This work tells the story of a journey to Cambodia. It both represents Kom’s ongoing search to make sense of her Cambodian heritage, and is the record of a literal journey to the country with her father and brother to introduce her daughter and niece to the family in November 2022. It turned out to be her father’s last voyage back to his homeland.
Kom’s father came to the UK in 1978. Despite living and working in mainland Europe for many years before then, the political turmoil in Cambodia rendered him sans papiers, and he arrived in England as a refugee. Believing that his family had been murdered by Pol Pot’s regime, he cut all ties with Cambodia, refusing to speak Khmer for so long that he forgot his native tongue. In fact, nearly all his siblings survived. Kom traced them on the internet in 2007, and the family were reunited in person the same year.

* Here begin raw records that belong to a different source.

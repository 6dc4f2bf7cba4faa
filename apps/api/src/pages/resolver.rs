use std::sync::Arc;

use axum::{
    http::StatusCode,
    response::{IntoResponse, Response},
    Json,
};
use serde::Serialize;
use tracing::error;
use uuid::Uuid;

use crate::models::page::Page;
use crate::pages::store::PageStore;

const LOAD_FAILED: &str = "Failed to load page";

/// Uniform outcome of every page lookup: `{success, data?, error?}`.
///
/// Absence is `success: false` with no error text; only a persistence failure carries an
/// (always generic) `error`.
#[derive(Debug, Clone, PartialEq, Serialize)]
pub struct PageResult {
    pub success: bool,
    #[serde(skip_serializing_if = "Option::is_none")]
    pub data: Option<Page>,
    #[serde(skip_serializing_if = "Option::is_none")]
    pub error: Option<String>,
}

impl PageResult {
    pub fn found(page: Page) -> Self {
        Self {
            success: true,
            data: Some(page),
            error: None,
        }
    }

    pub fn not_found() -> Self {
        Self {
            success: false,
            data: None,
            error: None,
        }
    }

    pub fn failed() -> Self {
        Self {
            success: false,
            data: None,
            error: Some(LOAD_FAILED.to_string()),
        }
    }

    pub fn is_failure(&self) -> bool {
        self.error.is_some()
    }

    pub fn into_page(self) -> Option<Page> {
        self.data
    }
}

impl IntoResponse for PageResult {
    fn into_response(self) -> Response {
        let status = if self.success {
            StatusCode::OK
        } else if self.is_failure() {
            StatusCode::INTERNAL_SERVER_ERROR
        } else {
            StatusCode::NOT_FOUND
        };
        (status, Json(self)).into_response()
    }
}

/// Loads pages and applies visibility rules. Never returns an error: every outcome is a
/// `PageResult` with an already-normalized layout.
#[derive(Clone)]
pub struct PageResolver {
    store: Arc<dyn PageStore>,
}

impl PageResolver {
    pub fn new(store: Arc<dyn PageStore>) -> Self {
        Self { store }
    }

    pub fn store(&self) -> &dyn PageStore {
        self.store.as_ref()
    }

    /// Any publication state; used by the owner-facing editor and preview.
    pub async fn resolve_by_id(&self, id: Uuid) -> PageResult {
        match self.store.find_by_id(id).await {
            Ok(Some(row)) => PageResult::found(Page::from(row)),
            Ok(None) => PageResult::not_found(),
            Err(e) => {
                error!("Failed to load page {id}: {e}");
                PageResult::failed()
            }
        }
    }

    /// Succeeds only for published pages, or for drafts when `viewer` is the owner.
    /// Public routes pass `None`. A hidden draft is reported exactly like a missing slug.
    pub async fn resolve_by_slug(&self, slug: &str, viewer: Option<Uuid>) -> PageResult {
        match self.store.find_by_slug(slug).await {
            Ok(Some(row)) => {
                let page = Page::from(row);
                if page.is_visible_to(viewer) {
                    PageResult::found(page)
                } else {
                    PageResult::not_found()
                }
            }
            Ok(None) => PageResult::not_found(),
            Err(e) => {
                error!("Failed to load page by slug '{slug}': {e}");
                PageResult::failed()
            }
        }
    }
}
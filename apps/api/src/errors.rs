use axum::{
    http::StatusCode,
    response::{IntoResponse, Response},
    Json,
};
use serde_json::json;
use thiserror::Error;

use crate::layout::EditError;

/// Application-level error type.
/// Implements `IntoResponse` so Axum handlers can return `Result<T, AppError>`.
/// The body always follows the page result shape: `{ "success": false, "error": ... }`.
#[derive(Debug, Error)]
pub enum AppError {
    #[error("Not found: {0}")]
    NotFound(String),

    #[error("Validation error: {0}")]
    Validation(String),

    #[error("Conflict: {0}")]
    Conflict(String),

    #[error("Database error: {0}")]
    Database(#[from] sqlx::Error),

    #[error("Internal server error: {0}")]
    Internal(#[from] anyhow::Error),
}

impl From<EditError> for AppError {
    fn from(err: EditError) -> Self {
        AppError::Validation(err.to_string())
    }
}

impl AppError {
    pub fn status(&self) -> StatusCode {
        match self {
            AppError::NotFound(_) => StatusCode::NOT_FOUND,
            AppError::Validation(_) => StatusCode::BAD_REQUEST,
            AppError::Conflict(_) => StatusCode::CONFLICT,
            AppError::Database(_) | AppError::Internal(_) => StatusCode::INTERNAL_SERVER_ERROR,
        }
    }

    /// Message safe to show to the caller. Store and internal detail stays in the logs.
    pub fn public_message(&self) -> String {
        match self {
            AppError::NotFound(msg) | AppError::Validation(msg) | AppError::Conflict(msg) => {
                msg.clone()
            }
            AppError::Database(_) => "A database error occurred".to_string(),
            AppError::Internal(_) => "An internal server error occurred".to_string(),
        }
    }
}

impl IntoResponse for AppError {
    fn into_response(self) -> Response {
        match &self {
            AppError::Database(e) => tracing::error!("Database error: {e}"),
            AppError::Internal(e) => tracing::error!("Internal error: {e:?}"),
            _ => {}
        }

        let body = Json(json!({
            "success": false,
            "error": self.public_message()
        }));

        (self.status(), body).into_response()
    }
}

#[cfg(test)]
mod tests {
    use super::*;

    #[test]
    fn test_database_detail_is_not_exposed() {
        let err = AppError::Database(sqlx::Error::PoolTimedOut);
        assert_eq!(err.status(), StatusCode::INTERNAL_SERVER_ERROR);
        assert_eq!(err.public_message(), "A database error occurred");
    }

    #[test]
    fn test_validation_message_passes_through() {
        let err = AppError::Validation("slug is required".to_string());
        assert_eq!(err.status(), StatusCode::BAD_REQUEST);
        assert_eq!(err.public_message(), "slug is required");
    }

    #[test]
    fn test_edit_errors_are_validation_errors() {
        let err = AppError::from(EditError::IndexOutOfRange { index: 4, len: 2 });
        assert_eq!(err.status(), StatusCode::BAD_REQUEST);
        assert_eq!(err.public_message(), "index 4 out of range (len 2)");
    }

    #[test]
    fn test_conflict_maps_to_409() {
        let err = AppError::Conflict("slug taken".to_string());
        assert_eq!(err.status(), StatusCode::CONFLICT);
    }
}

This piece is composed of chewed and filtered auditory fragments representing the fragile threads that bind people across time and distance, radio connections to the country and the Cambodian diaspora: traditional Cambodian music, Khmer hip hop, dance music, psychedelic rock from Cambodia’s swinging sixties, the FSI (Foreign Services Institute) language pack created around 1969 for US government personnel working in Cambodia, which Kom’s brother used in his first attempts to learn Khmer, and Kom’s field recordings from the trip in November 2022, during Bon Om Teuk –the Water Festival –when people celebrate the end of the rainy season and the reversal of the Tonle Sap’s flow. The Buddhist ceremony of Sampeah Preah Khe occurs at the end of Bom Om Teuk. Many Cambodians visit temples throughout this time.